Tropical Storm Imelda
Tropical Storm Imelda made landfall on the Texas Gulf Coast on Wednesday, September 18 and made its way north with winds at 40 mph. Over the course of three days, Imelda dumped as much as 43 inches of rain in parts of Southeast Texas, becoming one of the wettest tropical cyclones in U.S. history, just 17 inches shy of the 60 inches of rain from Hurricane Harvey. The tropical storm flooded thousands of homes and vehicles and left at least five people dead – including Texas areas still recovering from Hurricane Harvey. Governor Abbott declared the state of emergency Thursday morning, September 19th.
During a stop at Ellington Field Joint Reserve Base, President Trump vowed to make the federal government available for relief efforts to Southeast Texas. On October 1, Governor Abbott sent a letter to President Trump requesting federal assistance to six counties that were severely damaged by Imelda. President Trump granted the Governor’s request, allowing residents to apply for up to $35,500 per household in assistance.

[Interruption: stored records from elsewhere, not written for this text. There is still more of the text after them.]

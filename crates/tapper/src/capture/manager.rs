use std::{
    collections::HashSet,
    path::{Path, PathBuf},
    sync::Arc,
    thread::JoinHandle,
    time::{Duration, Instant},
};

use crossbeam::channel::{self, Receiver, SendTimeoutError, Sender, TrySendError};
use parking_lot::Mutex;
use tap_api::{Capture, Diagnostics};
use tokio_util::sync::CancellationToken;
use tracing::{debug, info, warn};

use super::{
    Backend, CaptureError, PacketSource, RawPacket, SourceStats, discover_sidecars, in_netns,
    open_file, open_interface,
};
use crate::config::TappedPod;

/// Packets buffered between capture threads and the packet loop.
pub const PACKET_CHANNEL_CAPACITY: usize = 10_000;

const STATS_REFRESH: Duration = Duration::from_secs(5);
const BLOCKING_SEND_STEP: Duration = Duration::from_millis(100);

/// A captured frame and the source it came from.
#[derive(Debug, Clone)]
pub struct PacketInfo {
    pub packet:  RawPacket,
    pub capture: Capture,
    pub source:  Arc<str>,
}

enum Command {
    SetBpf(String),
    Stop,
}

#[derive(Debug, Clone, Copy, PartialEq, Eq, Hash)]
enum SourceKey {
    Host,
    Sidecar(u32),
}

struct SourceHandle {
    name:     Arc<str>,
    key:      SourceKey,
    commands: Sender<Command>,
    stats:    Arc<Mutex<SourceStats>>,
    thread:   JoinHandle<()>,
}

struct SourceLoop {
    source:      Box<dyn PacketSource>,
    name:        Arc<str>,
    capture:     Capture,
    commands:    Receiver<Command>,
    stats:       Arc<Mutex<SourceStats>>,
    tx:          Sender<PacketInfo>,
    cancel:      CancellationToken,
    diagnostics: Arc<Diagnostics>,
    /// Cancelled when this source reaches the end of its input
    on_end:      Option<CancellationToken>,
}

impl SourceLoop {
    fn run(mut self) {
        let blocking = self.source.backend() == Backend::File;
        let mut refreshed = Instant::now();
        let mut ended = false;
        while !self.cancel.is_cancelled() {
            if !self.apply_commands() {
                break;
            }
            if refreshed.elapsed() >= STATS_REFRESH {
                self.refresh_stats();
                refreshed = Instant::now();
            }
            match self.source.next_packet() {
                Ok(Some(packet)) => {
                    let info = PacketInfo {
                        packet,
                        capture: self.capture,
                        source: self.name.clone(),
                    };
                    if !self.forward(info, blocking) {
                        break;
                    }
                },
                Ok(None) => {},
                Err(CaptureError::EndOfStream) => {
                    ended = true;
                    break;
                },
                Err(e) => {
                    self.diagnostics.errors.error("Capture-Read", format_args!("{}: {e}", self.name));
                    std::thread::sleep(Duration::from_millis(10));
                },
            }
        }
        self.refresh_stats();
        self.source.close();
        info!(
            event.name = "capture.source_stopped",
            source = %self.name,
            end_of_input = ended,
            "capture source stopped"
        );
        if let Some(on_end) = self.on_end {
            on_end.cancel();
        }
    }

    /// Apply pending commands; false on stop.
    fn apply_commands(&mut self) -> bool {
        while let Ok(command) = self.commands.try_recv() {
            match command {
                Command::SetBpf(expr) => match self.source.set_bpf(&expr) {
                    Ok(()) => debug!(source = %self.name, filter = %expr, "capture filter updated"),
                    // The previous filter stays in place
                    Err(e) => self
                        .diagnostics
                        .errors
                        .error("BPF-Update", format_args!("{}: {e}", self.name)),
                },
                Command::Stop => return false,
            }
        }
        true
    }

    fn refresh_stats(&mut self) {
        match self.source.stats() {
            Ok(stats) => *self.stats.lock() = stats,
            Err(e) => self
                .diagnostics
                .errors
                .silent("Capture-Stats", format_args!("{}: {e}", self.name)),
        }
    }

    /// Hand a packet to the packet loop; false once the loop is gone.
    /// Live sources drop packets when the channel is full, file replay
    /// waits.
    fn forward(&self, mut info: PacketInfo, blocking: bool) -> bool {
        if !blocking {
            return match self.tx.try_send(info) {
                Ok(()) => true,
                Err(TrySendError::Full(_)) => {
                    self.diagnostics.stats.inc_dropped_packets();
                    self.diagnostics
                        .errors
                        .silent("Packet-Channel-Full", &*self.name);
                    true
                },
                Err(TrySendError::Disconnected(_)) => false,
            };
        }
        loop {
            match self.tx.send_timeout(info, BLOCKING_SEND_STEP) {
                Ok(()) => return true,
                Err(SendTimeoutError::Timeout(back)) => {
                    if self.cancel.is_cancelled() {
                        return false;
                    }
                    info = back;
                },
                Err(SendTimeoutError::Disconnected(_)) => return false,
            }
        }
    }
}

Texas Cities Draft Climate Change Action Plans
Due to the alarming IPCC report released last fall stating that nations across the globe have delayed curbing their greenhouse gas emissions and the warming of the planet of 1.5 deg. Celsius (2.7 deg. F) is inevitable. The change in our climate’s temperature could mean life-threatening heat waves, water shortages, and severe, more frequent storms. In response, four major cities in Texas have released their climate action plans.
- Austin’s Community Climate Plan 2015
- A recent city council passed resolution directs the city manager to develop a stakeholder engagement process and a regular reporting structure to update the climate plan by October 1, 2019.
- Dallas’ Comprehensive Environmental & Climate Action Plan (CECAP)
- Houston’s Climate Action Plan
- San Antonio’s Climate Ready: A Pathway for Climate Action and Adaption (CAAP)
These climate action plans enact changes to construct energy-efficient buildings, strive for a net-zero waste community, switch fully to renewable energy systems, and protect water resources. However, these initiatives will impact the affordable housing industry in terms of energy system optimization and stricter building design and practices and materials management – which may increase the cost of construction and labor. Over the long-term, each plan assumes the overall costs will balance out with energy and water use savings for both landlords and tenants.